[YOUR TASK]:
Once you have read the data below, print all of it exactly.

[SOURCE MATERIAL]:
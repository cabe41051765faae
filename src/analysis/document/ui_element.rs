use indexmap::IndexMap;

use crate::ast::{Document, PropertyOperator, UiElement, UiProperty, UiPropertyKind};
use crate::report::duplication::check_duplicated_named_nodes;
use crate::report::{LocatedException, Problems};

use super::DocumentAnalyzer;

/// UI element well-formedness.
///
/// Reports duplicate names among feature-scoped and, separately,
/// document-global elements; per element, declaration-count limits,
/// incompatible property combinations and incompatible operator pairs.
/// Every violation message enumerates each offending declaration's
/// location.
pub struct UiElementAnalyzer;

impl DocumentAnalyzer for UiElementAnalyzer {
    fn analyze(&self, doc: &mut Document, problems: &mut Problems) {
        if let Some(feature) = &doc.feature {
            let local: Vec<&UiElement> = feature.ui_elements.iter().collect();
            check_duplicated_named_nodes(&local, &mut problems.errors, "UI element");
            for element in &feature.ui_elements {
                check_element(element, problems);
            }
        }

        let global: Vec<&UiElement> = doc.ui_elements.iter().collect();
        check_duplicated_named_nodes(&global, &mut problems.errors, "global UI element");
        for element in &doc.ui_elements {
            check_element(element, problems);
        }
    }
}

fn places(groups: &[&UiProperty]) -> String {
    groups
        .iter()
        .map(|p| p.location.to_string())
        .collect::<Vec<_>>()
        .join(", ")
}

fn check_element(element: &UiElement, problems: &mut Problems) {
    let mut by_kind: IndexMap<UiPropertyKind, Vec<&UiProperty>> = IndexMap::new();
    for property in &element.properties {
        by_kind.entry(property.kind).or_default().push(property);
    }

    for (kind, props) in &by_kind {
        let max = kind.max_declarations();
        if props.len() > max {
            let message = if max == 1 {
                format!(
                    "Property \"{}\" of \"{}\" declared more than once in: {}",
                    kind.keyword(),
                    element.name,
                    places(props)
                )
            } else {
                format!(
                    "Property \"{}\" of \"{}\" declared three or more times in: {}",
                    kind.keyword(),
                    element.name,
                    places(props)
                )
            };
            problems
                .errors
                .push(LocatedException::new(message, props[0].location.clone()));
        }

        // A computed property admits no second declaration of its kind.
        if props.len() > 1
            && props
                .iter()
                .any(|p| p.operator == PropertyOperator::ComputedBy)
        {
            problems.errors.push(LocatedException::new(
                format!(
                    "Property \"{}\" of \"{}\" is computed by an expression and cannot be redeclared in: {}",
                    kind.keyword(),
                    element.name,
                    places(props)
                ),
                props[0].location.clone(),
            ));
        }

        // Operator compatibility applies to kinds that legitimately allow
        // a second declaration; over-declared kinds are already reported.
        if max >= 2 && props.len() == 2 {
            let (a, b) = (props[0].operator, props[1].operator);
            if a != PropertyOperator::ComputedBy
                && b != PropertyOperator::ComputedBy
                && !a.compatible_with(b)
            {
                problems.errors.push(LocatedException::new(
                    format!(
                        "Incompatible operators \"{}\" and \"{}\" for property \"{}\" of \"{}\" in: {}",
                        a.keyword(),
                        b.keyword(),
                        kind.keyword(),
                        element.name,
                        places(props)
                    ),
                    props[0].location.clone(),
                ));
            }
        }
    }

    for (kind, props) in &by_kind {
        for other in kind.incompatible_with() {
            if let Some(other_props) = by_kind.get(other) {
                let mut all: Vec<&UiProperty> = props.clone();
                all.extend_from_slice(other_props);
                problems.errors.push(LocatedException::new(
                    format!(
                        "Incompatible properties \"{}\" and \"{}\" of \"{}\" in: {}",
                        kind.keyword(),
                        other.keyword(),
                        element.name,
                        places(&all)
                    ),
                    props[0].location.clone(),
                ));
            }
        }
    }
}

[TASK ANSWER]:
repository cabe41051765faae
filename src/analysis/document/ui_element.rs
use indexmap::IndexMap;

use crate::ast::{Document, PropertyOperator, UiElement, UiProperty, UiPropertyKind};
use crate::report::duplication::check_duplicated_named_nodes;
use crate::report::{LocatedException, Problems};

use super::DocumentAnalyzer;

/// UI element well-formedness.
///
/// Reports duplicate names among feature-scoped and, separately,
/// document-global elements; per element, declaration-count limits,
/// incompatible property combinations and incompatible operator pairs.
/// Every violation message enumerates each offending declaration's
/// location.
pub struct UiElementAnalyzer;

impl DocumentAnalyzer for UiElementAnalyzer {
    fn analyze(&self, doc: &mut Document, problems: &mut Problems) {
        if let Some(feature) = &doc.feature {
            let local: Vec<&UiElement> = feature.ui_elements.iter().collect();
            check_duplicated_named_nodes(&local, &mut problems.errors, "UI element");
            for element in &feature.ui_elements {
                check_element(element, problems);
            }
        }

        let global: Vec<&UiElement> = doc.ui_elements.iter().collect();
        check_duplicated_named_nodes(&global, &mut problems.errors, "global UI element");
        for element in &doc.ui_elements {
            check_element(element, problems);
        }
    }
}

fn places(groups: &[&UiProperty]) -> String {
    groups
        .iter()
        .map(|p| p.location.to_string())
        .collect::<Vec<_>>()
        .join(", ")
}

fn check_element(element: &UiElement, problems: &mut Problems) {
    let mut by_kind: IndexMap<UiPropertyKind, Vec<&UiProperty>> = IndexMap::new();
    for property in &element.properties {
        by_kind.entry(property.kind).or_default().push(property);
    }

    for (kind, props) in &by_kind {
        let max = kind.max_declarations();
        if props.len() > max {
            let message = if max == 1 {
                format!(
                    "Property \"{}\" of \"{}\" declared more than once in: {}",
                    kind.keyword(),
                    element.name,
                    places(props)
                )
            } else {
                format!(
                    "Property \"{}\" of \"{}\" declared three or more times in: {}",
                    kind.keyword(),
                    element.name,
                    places(props)
                )
            };
            problems
                .errors
                .push(LocatedException::new(message, props[0].location.clone()));
        }

        // A computed property admits no second declaration of its kind.
        if props.len() > 1
            && props
                .iter()
                .any(|p| p.operator == PropertyOperator::ComputedBy)
        {
            problems.errors.push(LocatedException::new(
                format!(
                    "Property \"{}\" of \"{}\" is computed by an expression and cannot be redeclared in: {}",
                    kind.keyword(),
                    element.name,
                    places(props)
                ),
                props[0].location.clone(),
            ));
        }

        // Operator compatibility applies to kinds that legitimately allow
        // a second declaration; over-declared kinds are already reported.
        if max >= 2 && props.len() == 2 {
            let (a, b) = (props[0].operator, props[1].operator);
            if a != PropertyOperator::ComputedBy
                && b != PropertyOperator::ComputedBy
                && !a.compatible_with(b)
            {
                problems.errors.push(LocatedException::new(
                    format!(
                        "Incompatible operators \"{}\" and \"{}\" for property \"{}\" of \"{}\" in: {}",
                        a.keyword(),
                        b.keyword(),
                        kind.keyword(),
                        element.name,
                        places(props)
                    ),
                    props[0].location.clone(),
                ));
            }
        }
    }

    for (kind, props) in &by_kind {
        for other in kind.incompatible_with() {
            if let Some(other_props) = by_kind.get(other) {
                let mut all: Vec<&UiProperty> = props.clone();
                all.extend_from_slice(other_props);
                problems.errors.push(LocatedException::new(
                    format!(
                        "Incompatible properties \"{}\" and \"{}\" of \"{}\" in: {}",
                        kind.keyword(),
                        other.keyword(),
                        element.name,
                        places(&all)
                    ),
                    props[0].location.clone(),
                ));
            }
        }
    }
}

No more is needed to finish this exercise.